Chime made headlines earlier this year over its relatively high rate of customer complaints. Researchers found that Chime experienced outages in the past that allegedly left customers financially stranded, according to a ProPublica report in July. It also received 920 complaints filed at the Consumer Protection Bureau since April 2020, all related to “closed accounts.” At the time, Chime had about 12 million customers. 

To contrast, Wells Fargo, which has had its own share of scandals, had only one-third as many complaints over similar “closed account” issues — but six times as many customers. 

No matter where we park our cash, we must prepare for things to go wrong. This makes it all the more important that your financial institution has round-the-clock customer service support and, ideally, workarounds to help you access your cash when you need it. You may find a neobank that’s partnered with a specific ATM network. But in general, neobanks aren’t always as equipped as traditional banks to address these issues. If my bank’s app is down, for example, and I need to transfer money, I can always visit any ATM or send a check. 

Creating your own backup plan, such as storing emergency cash in an alternate bank account in case of any unexpected disruptions, may be helpful.

“If switching to a non-brick-and-mortar makes you anxious, then only move some of your money if you want to check it out,” says Erin Lowry, author of The Broke Millennial.

3. How will you reach customer support if there’s an issue?

While neobanks don’t have branches, they may have customer support powered by real people. This is an important feature and one worth prioritizing in your search for a well-suited neobank. In the event of a technical issue or outage, you want to know you can get help sooner than later. Before signing up, take the customer service for a test drive, to ensure help with a live person is easy to access, says Lowry.

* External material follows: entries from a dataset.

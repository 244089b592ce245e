//! Development-mode render tracking.
//!
//! Enabled through [`DevSettings::track_renders`], which is read once at
//! startup and handed to the list. Each row render is recorded with a
//! fingerprint of the props it was rendered from; a render whose fingerprint
//! matches the previous render of the same row is reported as avoidable.

use std::collections::HashMap;
use std::hash::{Hash, Hasher};

use crate::config::DevSettings;
use crate::report::ActionId;

/// FNV-1a, stable across runs and platforms.
pub struct Fnv1a(u64);

impl Default for Fnv1a {
    fn default() -> Self {
        Self(0xcbf2_9ce4_8422_2325) // offset basis
    }
}

impl Hasher for Fnv1a {
    fn write(&mut self, bytes: &[u8]) {
        for byte in bytes {
            self.0 ^= u64::from(*byte);
            self.0 = self.0.wrapping_mul(0x0000_0100_0000_01b3); // FNV prime
        }
    }

    fn finish(&self) -> u64 {
        self.0
    }
}

pub fn fingerprint<T: Hash + ?Sized>(value: &T) -> u64 {
    let mut hasher = Fnv1a::default();
    value.hash(&mut hasher);
    hasher.finish()
}

#[derive(Clone, Copy, Debug, Default, PartialEq, Eq)]
pub struct RenderStats {
    pub renders: u64,
    pub avoidable: u64,
}

#[derive(Debug, Default)]
pub struct RenderTracker {
    enabled: bool,
    last: HashMap<ActionId, u64>,
    stats: RenderStats,
}

impl RenderTracker {
    pub fn new(settings: &DevSettings) -> Self {
        if settings.track_renders {
            tracing::info!("Render tracking enabled");
        }
        Self {
            enabled: settings.track_renders,
            ..Self::default()
        }
    }

    pub fn record(&mut self, id: ActionId, fingerprint: u64) {
        if !self.enabled {
            return;
        }
        self.stats.renders += 1;
        if self.last.insert(id, fingerprint) == Some(fingerprint) {
            self.stats.avoidable += 1;
            tracing::debug!(target: "render_tracking", action = %id, "re-rendered with unchanged props");
        }
    }

    pub fn stats(&self) -> RenderStats {
        self.stats
    }
}
//! A virtualized list of report actions.
//!
//! [`ReportActionsList`] keeps the ordered actions of one report, mounts only
//! the rows near the viewport, pages in older and newer actions through an
//! [`ActionLoader`] and keeps the reader's place while content shifts.
//! [`ListRuntime`] drives it on an async event loop.

pub mod config;
pub mod data;
pub mod dev;
pub mod error;
pub mod list;
pub mod message;
pub mod report;
pub mod runtime;
pub mod state;
pub mod task;

pub use data::source::{ActionLoader, LoadResult};
pub use error::{ConfigError, LoadError};
pub use list::{ListProps, RenderedList, ReportActionsList};
pub use message::Message;
pub use report::{ActionId, Direction, Page, Report, ReportAction, SortOrder};
pub use runtime::ListRuntime;
pub use task::Task;
use serde::{Deserialize, Serialize};

use crate::data::source::LoadResult;
use crate::report::{ActionId, Direction, ReportAction};

#[derive(Clone, Copy, Debug, Default, PartialEq, Serialize, Deserialize)]
pub struct ContentOffset {
    pub y: f64,
}

#[derive(Clone, Copy, Debug, Default, PartialEq, Serialize, Deserialize)]
pub struct Dimensions {
    pub height: f64,
    pub width: f64,
}

/// Scroll notification, shaped like the host platform's native event.
#[derive(Clone, Copy, Debug, Default, PartialEq, Serialize, Deserialize)]
#[serde(rename_all = "camelCase")]
pub struct ScrollEvent {
    pub content_offset: ContentOffset,
    pub content_size: Dimensions,
    pub layout_measurement: Dimensions,
}

#[derive(Clone, Copy, Debug, Default, PartialEq, Serialize, Deserialize)]
pub struct LayoutEvent {
    pub height: f64,
    pub width: f64,
}

#[derive(Clone, Debug)]
pub enum Message {
    // -- Host events --
    Layout(LayoutEvent),
    Scrolled(ScrollEvent),
    ItemMeasured { id: ActionId, height: f64 },
    LongPress(ActionId),
    DismissContextMenu,
    ScrollToNewest,

    // -- Data --
    LoadFinished {
        direction: Direction,
        generation: u64,
        result: LoadResult,
    },
    /// Newly sent or received actions pushed by the data layer.
    ActionsReceived(Vec<ReportAction>),

    // -- Lifecycle --
    Teardown,
}
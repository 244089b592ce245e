use std::sync::Arc;

use crate::data::timeline::TimelineSnapshot;
use crate::report::{ActionId, ReportAction, SortOrder};

/// Mutable state around the ordered sequence. The sequence itself is only
/// ever swapped for a new snapshot, never edited in place.
pub struct TimelineState {
    pub snapshot: Arc<TimelineSnapshot>,
    /// Newer actions arrived while the user was reading elsewhere.
    pub has_unseen: bool,
    /// Action whose context menu is open after a long press.
    pub context_menu: Option<ActionId>,
    grouping_window: chrono::Duration,
}

impl TimelineState {
    pub fn new(actions: Vec<ReportAction>, order: SortOrder, grouping_window: chrono::Duration) -> Self {
        Self {
            snapshot: Arc::new(TimelineSnapshot::new(actions, order, grouping_window)),
            has_unseen: false,
            context_menu: None,
            grouping_window,
        }
    }

    pub fn order(&self) -> SortOrder {
        self.snapshot.order()
    }

    pub fn replace(&mut self, actions: Vec<ReportAction>) {
        let order = self.order();
        self.snapshot = Arc::new(TimelineSnapshot::new(actions, order, self.grouping_window));
        if let Some(id) = self.context_menu {
            if self.snapshot.position(id).is_none() {
                self.context_menu = None;
            }
        }
    }

    pub fn clear(&mut self) {
        self.replace(Vec::new());
        self.has_unseen = false;
        self.context_menu = None;
    }
}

4. Does the online bank offer all the financial services you need?

Does a neobank offer loans, credit cards, investment accounts and other services? It’s important to think about your long-term financial goals and how this digital-only financial account may — or may not — support you along your journey. 

A more established bank with a robust digital arm may serve you better over the long term, especially if it has a more comprehensive lineup of products and services like mortgages and retirement accounts. 

5. Do you have to choose between a traditional bank and an online bank? 

I’m particularly happy with my bank’s digital experience, which for years has allowed me to deposit checks through the mobile app and send money seamlessly and safely to others. These are features that my bank was among the first to offer, beginning nearly 10 years ago, so it’s had time to work out some bugs and wonky user experience issues.

And while I know many may not have visited a bank branch since the pre-pandemic days, my bank’s local presence is comforting to me. I walked in to get a certified check for buying a car back in the day. And I felt better about depositing a large check in person last year, after we sold our apartment.

If you’re torn between a bank you love and interest rates you wish you had, it’s not an either-or decision. You can keep your primary bank account the same and divert your savings to go to a high-yield digital bank account. This way you still have access to your main bank’s convenient features, while maintaining a separate savings account that’s earning you more money. 

I don’t see any clear and present danger to opening an account with a neobank — so long as your money is insured by the FDIC and you’re aware of its limitations. If it offers live customer support, even better. But having a backup bank with an ATM and a local branch, one where you keep your rainy-day savings, might not be a bad way to further ensure liquidity and access to cash in case of any tech disruptions.

The reality is that many of us, if we’re not already, will become polybankers. We’ll have accounts spread across various financial institutions because the likelihood that one bank (or neobank) will optimally solve all our banking needs is unlikely. 

My mortgage is with a different bank where I found the best interest rate. I also have multiple credit cards across various issuers. So just like with retirement, it often pays to go with a diversified approach to banking for the best returns.